Data for analysis
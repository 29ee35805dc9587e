//! Driving port for code verification.

use async_trait::async_trait;

use crate::domain::{Error, Verdict, VerificationRequest};

/// Use-case port judging a code snapshot against a problem statement.
#[cfg_attr(test, mockall::automock)]
#[async_trait]
pub trait CodeVerifier: Send + Sync {
    /// Ask the model for a verdict.
    async fn verify(&self, request: &VerificationRequest) -> Result<Verdict, Error>;
}
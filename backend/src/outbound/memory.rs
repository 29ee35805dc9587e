//! In-process stand-in for the hosted auth and database service.
//!
//! Implements the same three ports as the Supabase adapter so local runs and
//! tests can exercise the full flow without network access. Behaviour
//! mirrors the hosted project: tokens are issued on sign-in, profile writes
//! must use the owner's token, usernames are unique, and the leaderboard
//! reports a total only once all three tiers have a duration.

use std::collections::HashMap;
use std::sync::{Mutex, MutexGuard};

use async_trait::async_trait;
use uuid::Uuid;
use zeroize::Zeroizing;

use crate::domain::ports::{
    AuthGateway, AuthGatewayError, LeaderboardSource, LeaderboardSourceError, ProfileIdentity,
    ProfileRepository, ProfileRepositoryError,
};
use crate::domain::{
    AccessToken, AuthSession, Credentials, Email, LeaderboardRow, SignUpResult, TierDurations,
    UserId, UserProfile, Username,
};

const POISONED: &str = "in-memory backend lock poisoned";

struct Account {
    id: UserId,
    password: Zeroizing<String>,
    confirmed: bool,
}

#[derive(Default)]
struct Store {
    accounts: HashMap<String, Account>,
    tokens: HashMap<String, UserId>,
    profiles: HashMap<UserId, UserProfile>,
}

impl Store {
    fn issue_token(&mut self, user_id: &UserId) -> AccessToken {
        let token = Uuid::new_v4().to_string();
        self.tokens.insert(token.clone(), user_id.clone());
        AccessToken::new(token)
    }

    fn authorise(
        &self,
        user_id: &UserId,
        token: &AccessToken,
    ) -> Result<(), ProfileRepositoryError> {
        match self.tokens.get(token.expose()) {
            Some(owner) if owner == user_id => Ok(()),
            _ => Err(ProfileRepositoryError::query(
                "access token does not grant access to this profile",
            )),
        }
    }
}

/// In-memory implementation of the hosted-backend ports.
#[derive(Default)]
pub struct InMemoryHostedBackend {
    store: Mutex<Store>,
    require_confirmation: bool,
}

impl InMemoryHostedBackend {
    /// Backend that signs new accounts in immediately.
    #[must_use]
    pub fn new() -> Self {
        Self::default()
    }

    /// Backend that withholds sessions until an account is confirmed.
    #[must_use]
    pub fn requiring_confirmation() -> Self {
        Self {
            require_confirmation: true,
            ..Self::default()
        }
    }

    /// Mark the account registered under `email` as confirmed.
    pub fn confirm(&self, email: &Email) -> bool {
        let Ok(mut store) = self.store.lock() else {
            return false;
        };
        store
            .accounts
            .get_mut(email.as_ref())
            .map(|account| account.confirmed = true)
            .is_some()
    }

    fn lock(&self) -> Result<MutexGuard<'_, Store>, String> {
        self.store.lock().map_err(|_| POISONED.to_owned())
    }
}

#[async_trait]
impl AuthGateway for InMemoryHostedBackend {
    async fn sign_in_with_password(
        &self,
        email: &Email,
        password: &str,
    ) -> Result<AuthSession, AuthGatewayError> {
        let mut store = self.lock().map_err(AuthGatewayError::unavailable)?;
        let user_id = match store.accounts.get(email.as_ref()) {
            Some(account) if account.password.as_str() == password && account.confirmed => {
                account.id.clone()
            }
            _ => return Err(AuthGatewayError::invalid_credentials()),
        };
        let access_token = store.issue_token(&user_id);
        Ok(AuthSession {
            user_id,
            access_token,
        })
    }

    async fn sign_up(&self, credentials: &Credentials) -> Result<SignUpResult, AuthGatewayError> {
        let mut store = self.lock().map_err(AuthGatewayError::unavailable)?;
        let key = credentials.email().as_ref().to_owned();
        if store.accounts.contains_key(&key) {
            return Err(AuthGatewayError::rejected("User already registered"));
        }
        let user_id = UserId::random();
        let confirmed = !self.require_confirmation;
        store.accounts.insert(
            key,
            Account {
                id: user_id.clone(),
                password: Zeroizing::new(credentials.password().to_owned()),
                confirmed,
            },
        );
        let session = confirmed.then(|| AuthSession {
            user_id: user_id.clone(),
            access_token: store.issue_token(&user_id),
        });
        Ok(SignUpResult {
            user_id: Some(user_id),
            session,
        })
    }

    async fn sign_out(&self, token: &AccessToken) -> Result<(), AuthGatewayError> {
        let mut store = self.lock().map_err(AuthGatewayError::unavailable)?;
        store.tokens.remove(token.expose());
        Ok(())
    }
}

#[async_trait]
impl ProfileRepository for InMemoryHostedBackend {
    async fn username_taken(&self, username: &Username) -> Result<bool, ProfileRepositoryError> {
        let store = self.lock().map_err(ProfileRepositoryError::connection)?;
        Ok(store
            .profiles
            .values()
            .any(|profile| profile.username.as_ref() == Some(username)))
    }

    async fn upsert_identity(
        &self,
        identity: &ProfileIdentity,
        token: &AccessToken,
    ) -> Result<(), ProfileRepositoryError> {
        let mut store = self.lock().map_err(ProfileRepositoryError::connection)?;
        store.authorise(&identity.id, token)?;
        let clash = store.profiles.iter().any(|(id, profile)| {
            id != &identity.id && profile.username.as_ref() == Some(&identity.username)
        });
        if clash {
            return Err(ProfileRepositoryError::conflict(format!(
                "duplicate key value violates unique constraint on username {:?}",
                identity.username.as_ref()
            )));
        }
        let profile = store
            .profiles
            .entry(identity.id.clone())
            .or_insert_with(|| UserProfile::new(identity.id.clone()));
        profile.username = Some(identity.username.clone());
        profile.email = Some(identity.email.clone());
        Ok(())
    }

    async fn find_durations(
        &self,
        user_id: &UserId,
        token: &AccessToken,
    ) -> Result<Option<TierDurations>, ProfileRepositoryError> {
        let store = self.lock().map_err(ProfileRepositoryError::connection)?;
        store.authorise(user_id, token)?;
        Ok(store.profiles.get(user_id).map(|profile| profile.durations))
    }

    async fn upsert_durations(
        &self,
        user_id: &UserId,
        durations: &TierDurations,
        token: &AccessToken,
    ) -> Result<(), ProfileRepositoryError> {
        let mut store = self.lock().map_err(ProfileRepositoryError::connection)?;
        store.authorise(user_id, token)?;
        store
            .profiles
            .entry(user_id.clone())
            .or_insert_with(|| UserProfile::new(user_id.clone()))
            .durations = *durations;
        Ok(())
    }
}

#[async_trait]
impl LeaderboardSource for InMemoryHostedBackend {
    async fn fetch_rows(&self) -> Result<Vec<LeaderboardRow>, LeaderboardSourceError> {
        let store = self.lock().map_err(LeaderboardSourceError::connection)?;
        Ok(store
            .profiles
            .values()
            .map(UserProfile::leaderboard_row)
            .collect())
    }
}

#[cfg(test)]
mod tests {
    //! Regression coverage for this module.
    use super::*;
    use crate::domain::Tier;
    use rstest::{fixture, rstest};

    #[fixture]
    fn ada() -> Credentials {
        Credentials::try_from_parts("ada", "ada@example.com", "pw").expect("credentials")
    }

    async fn signed_in(backend: &InMemoryHostedBackend, creds: &Credentials) -> AuthSession {
        backend
            .sign_up(creds)
            .await
            .expect("sign-up")
            .session
            .expect("session issued")
    }

    #[rstest]
    #[tokio::test]
    async fn sign_in_requires_matching_password(ada: Credentials) {
        let backend = InMemoryHostedBackend::new();
        signed_in(&backend, &ada).await;

        assert!(backend.sign_in_with_password(ada.email(), "pw").await.is_ok());
        assert_eq!(
            backend
                .sign_in_with_password(ada.email(), "nope")
                .await
                .expect_err("wrong password"),
            AuthGatewayError::invalid_credentials()
        );
    }

    #[rstest]
    #[tokio::test]
    async fn duplicate_sign_up_is_rejected(ada: Credentials) {
        let backend = InMemoryHostedBackend::new();
        signed_in(&backend, &ada).await;
        let error = backend.sign_up(&ada).await.expect_err("duplicate");
        assert_eq!(error, AuthGatewayError::rejected("User already registered"));
    }

    #[rstest]
    #[tokio::test]
    async fn confirmation_withholds_session_until_confirmed(ada: Credentials) {
        let backend = InMemoryHostedBackend::requiring_confirmation();
        let result = backend.sign_up(&ada).await.expect("sign-up");
        assert!(result.user_id.is_some());
        assert!(result.session.is_none());
        assert!(backend.sign_in_with_password(ada.email(), "pw").await.is_err());

        assert!(backend.confirm(ada.email()));
        assert!(backend.sign_in_with_password(ada.email(), "pw").await.is_ok());
    }

    #[rstest]
    #[tokio::test]
    async fn profile_writes_require_owner_token(ada: Credentials) {
        let backend = InMemoryHostedBackend::new();
        let session = signed_in(&backend, &ada).await;
        let durations = TierDurations::default().with_duration(Tier::Easy, 10);

        let foreign = backend
            .upsert_durations(&UserId::random(), &durations, &session.access_token)
            .await
            .expect_err("foreign profile");
        assert!(matches!(foreign, ProfileRepositoryError::Query { .. }));

        backend
            .upsert_durations(&session.user_id, &durations, &session.access_token)
            .await
            .expect("own profile");
        let stored = backend
            .find_durations(&session.user_id, &session.access_token)
            .await
            .expect("read back");
        assert_eq!(stored, Some(durations));
    }

    #[rstest]
    #[tokio::test]
    async fn usernames_are_unique(ada: Credentials) {
        let backend = InMemoryHostedBackend::new();
        let first = signed_in(&backend, &ada).await;
        backend
            .upsert_identity(
                &ProfileIdentity {
                    id: first.user_id.clone(),
                    username: ada.username().clone(),
                    email: ada.email().clone(),
                },
                &first.access_token,
            )
            .await
            .expect("first identity");
        assert!(backend.username_taken(ada.username()).await.expect("lookup"));

        let other = Credentials::try_from_parts("ada", "other@example.com", "pw")
            .expect("credentials");
        let second = signed_in(&backend, &other).await;
        let error = backend
            .upsert_identity(
                &ProfileIdentity {
                    id: second.user_id.clone(),
                    username: other.username().clone(),
                    email: other.email().clone(),
                },
                &second.access_token,
            )
            .await
            .expect_err("duplicate username");
        assert!(matches!(error, ProfileRepositoryError::Conflict { .. }));
    }

    #[rstest]
    #[tokio::test]
    async fn leaderboard_total_needs_all_tiers(ada: Credentials) {
        let backend = InMemoryHostedBackend::new();
        let session = signed_in(&backend, &ada).await;
        let partial = TierDurations::default()
            .with_duration(Tier::Easy, 1)
            .with_duration(Tier::Medium, 2);
        backend
            .upsert_durations(&session.user_id, &partial, &session.access_token)
            .await
            .expect("write");
        let rows = backend.fetch_rows().await.expect("rows");
        assert_eq!(rows.len(), 1);
        assert_eq!(rows[0].total_time_ms, None);

        let full = partial.with_duration(Tier::Hard, 3);
        backend
            .upsert_durations(&session.user_id, &full, &session.access_token)
            .await
            .expect("write");
        let rows = backend.fetch_rows().await.expect("rows");
        assert_eq!(rows[0].total_time_ms, Some(6));
    }

    #[rstest]
    #[tokio::test]
    async fn sign_out_revokes_token(ada: Credentials) {
        let backend = InMemoryHostedBackend::new();
        let session = signed_in(&backend, &ada).await;
        backend.sign_out(&session.access_token).await.expect("sign out");
        let error = backend
            .find_durations(&session.user_id, &session.access_token)
            .await
            .expect_err("revoked token");
        assert!(matches!(error, ProfileRepositoryError::Query { .. }));
    }
}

Required action
Starting at the first line of the records above, please copy every line exactly through the line containing "for a verdict.", and stop there.

Response box
repository 29ee35805dc9587e
//! Driving port for code verification.

use async_trait::async_trait;

use crate::domain::{Error, Verdict, VerificationRequest};

/// Use-case port judging a code snapshot against a problem statement.
#[cfg_attr(test, mockall::automock)]
#[async_trait]
pub trait CodeVerifier: Send + Sync {
    /// Ask the model for a verdict.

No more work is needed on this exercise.